### Work task
Restate the entries below without a single change.

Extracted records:

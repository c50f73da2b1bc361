//! Pre-order sequencing of a parent index.

use std::collections::HashSet;

use tracing::{instrument, trace};

use crate::domain::entities::{CategoryId, CategoryNode};
use crate::domain::error::{DomainError, DomainResult};
use crate::domain::index::ParentIndex;

/// Records emitted by a traversal together with the ids that were visited.
#[derive(Debug)]
pub struct Sequence<'a, T> {
    pub records: Vec<&'a T>,
    pub visited: HashSet<CategoryId>,
}

impl<'a, T> Sequence<'a, T> {
    pub fn len(&self) -> usize {
        self.records.len()
    }

    pub fn is_empty(&self) -> bool {
        self.records.is_empty()
    }

    pub fn contains(&self, id: CategoryId) -> bool {
        self.visited.contains(&id)
    }
}

/// Walks a [`ParentIndex`] depth-first, emitting every node before its
/// descendants and siblings in index order.
pub struct TreeSequencer<'i, 'a, T> {
    index: &'i ParentIndex<'a, T>,
}

impl<'i, 'a, T: CategoryNode> TreeSequencer<'i, 'a, T> {
    pub fn new(index: &'i ParentIndex<'a, T>) -> Self {
        Self { index }
    }

    /// Produce the pre-order sequence below `root_parent_id`.
    ///
    /// Uses an explicit stack of `(parent id, next child position)` frames
    /// instead of recursion. Emitting an id twice means the parent links form
    /// a loop, reported as `CyclicStructure`.
    #[instrument(level = "debug", skip(self))]
    pub fn sequence(&self, root_parent_id: CategoryId) -> DomainResult<Sequence<'a, T>> {
        let mut records = Vec::with_capacity(self.index.len());
        let mut visited = HashSet::with_capacity(self.index.len());
        let mut stack: Vec<(CategoryId, usize)> = vec![(root_parent_id, 0)];

        while let Some(frame) = stack.last_mut() {
            let (parent_id, position) = *frame;
            match self.index.children(parent_id).get(position) {
                None => {
                    stack.pop();
                }
                Some(&child) => {
                    frame.1 += 1;
                    let id = child.id();
                    if !visited.insert(id) {
                        return Err(DomainError::CyclicStructure(id));
                    }
                    trace!("emit {} (parent {}, depth {})", id, parent_id, stack.len());
                    records.push(child);
                    stack.push((id, 0));
                }
            }
        }

        Ok(Sequence { records, visited })
    }
}
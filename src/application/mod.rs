//! Application layer: services and use cases
//!
//! This layer orchestrates domain logic and depends on boundary traits.

pub mod error;
pub mod error_ext;
pub mod path;
pub mod services;

pub use error::{ApplicationError, ApplicationResult};
pub use error_ext::IoResultExt;
pub use path::{PathComposer, PathOptions, DEFAULT_SEPARATOR};
//! Infrastructure-level errors (wraps application errors)

use thiserror::Error;

use crate::application::ApplicationError;

/// Infrastructure errors wrap application errors.
#[derive(Error, Debug)]
pub enum InfraError {
    #[error("{0}")]
    Application(#[from] ApplicationError),
}

/// Result type for infrastructure layer operations.
pub type InfraResult<T> = Result<T, InfraError>;
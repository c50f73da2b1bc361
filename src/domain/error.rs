//! Domain-level errors (no external dependencies)

use thiserror::Error;

use crate::domain::entities::CategoryId;

/// Domain errors represent violations of the category hierarchy rules.
/// Dangling parent references are not errors; they surface as orphans.
#[derive(Error, Debug, Clone, PartialEq, Eq)]
pub enum DomainError {
    #[error("invalid argument: {0}")]
    InvalidArgument(String),

    #[error("cycle detected in category hierarchy at id {0}")]
    CyclicStructure(CategoryId),
}

impl DomainError {
    pub fn invalid_argument(reason: impl Into<String>) -> Self {
        Self::InvalidArgument(reason.into())
    }
}

/// Result type for domain operations.
pub type DomainResult<T> = Result<T, DomainError>;
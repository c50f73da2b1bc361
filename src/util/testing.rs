//! Logging setup shared by unit and integration tests.

use std::sync::Once;

use tracing::{debug, info};
use tracing_subscriber::{
    fmt::{self, format::FmtSpan},
    prelude::*,
    EnvFilter,
};

static TEST_SETUP: Once = Once::new();

/// Install a test subscriber once per process; `RUST_LOG` overrides the
/// default `cattree=debug` filter.
pub fn init_test_setup() {
    TEST_SETUP.call_once(|| {
        setup_test_logging();
        info!("Test Setup complete");
    });
}

fn setup_test_logging() {
    let env_filter =
        EnvFilter::try_from_default_env().unwrap_or_else(|_| EnvFilter::new("cattree=debug"));

    let subscriber = tracing_subscriber::registry().with(
        fmt::layer()
            .with_test_writer()
            .with_target(true)
            .with_thread_names(false)
            .with_span_events(FmtSpan::CLOSE)
            .with_filter(env_filter),
    );

    // Only set if we haven't already set a global subscriber
    if tracing::dispatcher::has_been_set() {
        debug!("Tracing subscriber already set");
    } else {
        subscriber.try_init().unwrap_or_else(|e| {
            eprintln!("Error: Failed to set up logging: {}", e);
        });
    }
}
//! Indented display labels for tree nodes.

use crate::domain::arena::NodeRef;
use crate::domain::entities::{LanguageId, LocalizedCategory};

pub const DEFAULT_INDENT_PREFIX: &str = "--";

/// Options for [`LabelFormatter::format`].
#[derive(Debug, Clone, PartialEq, Eq)]
pub struct LabelOptions {
    /// Repeated once per level below the top
    pub indent_prefix: String,
    /// Language for localized names; None uses the plain name
    pub language_id: Option<LanguageId>,
    /// Append `" (alias)"` when the category has a non-empty alias
    pub with_alias: bool,
}

impl Default for LabelOptions {
    fn default() -> Self {
        Self {
            indent_prefix: DEFAULT_INDENT_PREFIX.to_string(),
            language_id: None,
            with_alias: true,
        }
    }
}

pub struct LabelFormatter;

impl LabelFormatter {
    /// `indent_prefix` repeated `depth - 1` times, the display name, and the
    /// alias in parentheses if requested.
    pub fn format<T: LocalizedCategory>(node: NodeRef<'_, T>, options: &LabelOptions) -> String {
        format_label(
            node.value(),
            node.depth(),
            &options.indent_prefix,
            options.language_id,
            options.with_alias,
        )
    }
}

pub fn format_label<T: LocalizedCategory + ?Sized>(
    category: &T,
    depth: usize,
    indent_prefix: &str,
    language_id: Option<LanguageId>,
    with_alias: bool,
) -> String {
    let mut label = indent_prefix.repeat(depth.saturating_sub(1));
    label.push_str(category.display_name(language_id));
    if with_alias {
        if let Some(alias) = category.alias().filter(|a| !a.is_empty()) {
            label.push_str(" (");
            label.push_str(alias);
            label.push(')');
        }
    }
    label
}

### Solution to the exercise
repository c50f73da2b1bc361
//! Pre-order sequencing of a parent index.

use std::collections::HashSet;

use tracing::{instrument, trace};

use crate::domain::entities::{CategoryId, CategoryNode};
use crate::domain::error::{DomainError, DomainResult};
use crate::domain::index::ParentIndex;

/// Records emitted by a traversal together with the ids that were visited.
#[derive(Debug)]
pub struct Sequence<'a, T> {
    pub records: Vec<&'a T>,
    pub visited: HashSet<CategoryId>,
}

impl<'a, T> Sequence<'a, T> {
    pub fn len(&self) -> usize {
        self.records.len()
    }

    pub fn is_empty(&self) -> bool {
        self.records.is_empty()
    }

    pub fn contains(&self, id: CategoryId) -> bool {
        self.visited.contains(&id)
    }
}

/// Walks a [`ParentIndex`] depth-first, emitting every node before its
/// descendants and siblings in index order.
pub struct TreeSequencer<'i, 'a, T> {
    index: &'i ParentIndex<'a, T>,
}

impl<'i, 'a, T: CategoryNode> TreeSequencer<'i, 'a, T> {
    pub fn new(index: &'i ParentIndex<'a, T>) -> Self {
        Self { index }
    }

    /// Produce the pre-order sequence below `root_parent_id`.
    ///
    /// Uses an explicit stack of `(parent id, next child position)` frames
    /// instead of recursion. Emitting an id twice means the parent links form
    /// a loop, reported as `CyclicStructure`.
    #[instrument(level = "debug", skip(self))]
    pub fn sequence(&self, root_parent_id: CategoryId) -> DomainResult<Sequence<'a, T>> {
        let mut records = Vec::with_capacity(self.index.len());
        let mut visited = HashSet::with_capacity(self.index.len());
        let mut stack: Vec<(CategoryId, usize)> = vec![(root_parent_id, 0)];

        while let Some(frame) = stack.last_mut() {
            let (parent_id, position) = *frame;
            match self.index.children(parent_id).get(position) {
                None => {
                    stack.pop();
                }
                Some(&child) => {
                    frame.1 += 1;
                    let id = child.id();
                    if !visited.insert(id) {
                        return Err(DomainError::CyclicStructure(id));
                    }
                    trace!("emit {} (parent {}, depth {})", id, parent_id, stack.len());
                    records.push(child);
                    stack.push((id, 0));
                }
            }
        }

        Ok(Sequence { records, visited })
    }
}
filename src/application/mod.rs
//! Application layer: services and use cases
//!
//! This layer orchestrates domain logic and depends on boundary traits.

pub mod error;
pub mod error_ext;
pub mod path;
pub mod services;

pub use error::{ApplicationError, ApplicationResult};
pub use error_ext::IoResultExt;
pub use path::{PathComposer, PathOptions, DEFAULT_SEPARATOR};
//! Infrastructure-level errors (wraps application errors)

use thiserror::Error;

use crate::application::ApplicationError;

/// Infrastructure errors wrap application errors.
#[derive(Error, Debug)]
pub enum InfraError {
    #[error("{0}")]
    Application(#[from] ApplicationError),
}

/// Result type for infrastructure layer operations.
pub type InfraResult<T> = Result<T, InfraError>;
repository c50f73da2b1bc361
filename src/domain/error.rs
//! Domain-level errors (no external dependencies)

use thiserror::Error;

use crate::domain::entities::CategoryId;

/// Domain errors represent violations of the category hierarchy rules.
/// Dangling parent references are not errors; they surface as orphans.
#[derive(Error, Debug, Clone, PartialEq, Eq)]
pub enum DomainError {
    #[error("invalid argument: {0}")]
    InvalidArgument(String),

    #[error("cycle detected in category hierarchy at id {0}")]
    CyclicStructure(CategoryId),
}

impl DomainError {
    pub fn invalid_argument(reason: impl Into<String>) -> Self {
        Self::InvalidArgument(reason.into())
    }
}

/// Result type for domain operations.
pub type DomainResult<T> = Result<T, DomainError>;
repository c50f73da2b1bc361
filename src/util/testing.rs
//! Logging setup shared by unit and integration tests.

use std::sync::Once;

use tracing::{debug, info};
use tracing_subscriber::{
    fmt::{self, format::FmtSpan},
    prelude::*,
    EnvFilter,
};

static TEST_SETUP: Once = Once::new();

/// Install a test subscriber once per process; `RUST_LOG` overrides the
/// default `cattree=debug` filter.
pub fn init_test_setup() {
    TEST_SETUP.call_once(|| {
        setup_test_logging();
        info!("Test Setup complete");
    });
}

fn setup_test_logging() {
    let env_filter =
        EnvFilter::try_from_default_env().unwrap_or_else(|_| EnvFilter::new("cattree=debug"));

    let subscriber = tracing_subscriber::registry().with(
        fmt::layer()
            .with_test_writer()
            .with_target(true)
            .with_thread_names(false)
            .with_span_events(FmtSpan::CLOSE)
            .with_filter(env_filter),
    );

    // Only set if we haven't already set a global subscriber
    if tracing::dispatcher::has_been_set() {
        debug!("Tracing subscriber already set");
    } else {
        subscriber.try_init().unwrap_or_else(|e| {
            eprintln!("Error: Failed to set up logging: {}", e);
        });
    }
}
//! Indented display labels for tree nodes.

use crate::domain::arena::NodeRef;
use crate::domain::entities::{LanguageId, LocalizedCategory};

pub const DEFAULT_INDENT_PREFIX: &str = "--";

/// Options for [`LabelFormatter::format`].
#[derive(Debug, Clone, PartialEq, Eq)]
pub struct LabelOptions {
    /// Repeated once per level below the top
    pub indent_prefix: String,
    /// Language for localized names; None uses the plain name
    pub language_id: Option<LanguageId>,
    /// Append `" (alias)"` when the category has a non-empty alias
    pub with_alias: bool,
}

impl Default for LabelOptions {
    fn default() -> Self {
        Self {
            indent_prefix: DEFAULT_INDENT_PREFIX.to_string(),
            language_id: None,
            with_alias: true,
        }
    }
}

pub struct LabelFormatter;

impl LabelFormatter {
    /// `indent_prefix` repeated `depth - 1` times, the display name, and the
    /// alias in parentheses if requested.
    pub fn format<T: LocalizedCategory>(node: NodeRef<'_, T>, options: &LabelOptions) -> String {
        format_label(
            node.value(),
            node.depth(),
            &options.indent_prefix,
            options.language_id,
            options.with_alias,
        )
    }
}

pub fn format_label<T: LocalizedCategory + ?Sized>(
    category: &T,
    depth: usize,
    indent_prefix: &str,
    language_id: Option<LanguageId>,
    with_alias: bool,
) -> String {
    let mut label = indent_prefix.repeat(depth.saturating_sub(1));
    label.push_str(category.display_name(language_id));
    if with_alias {
        if let Some(alias) = category.alias().filter(|a| !a.is_empty()) {
            label.push_str(" (");
            label.push_str(alias);
            label.push(')');
        }
    }
    label
}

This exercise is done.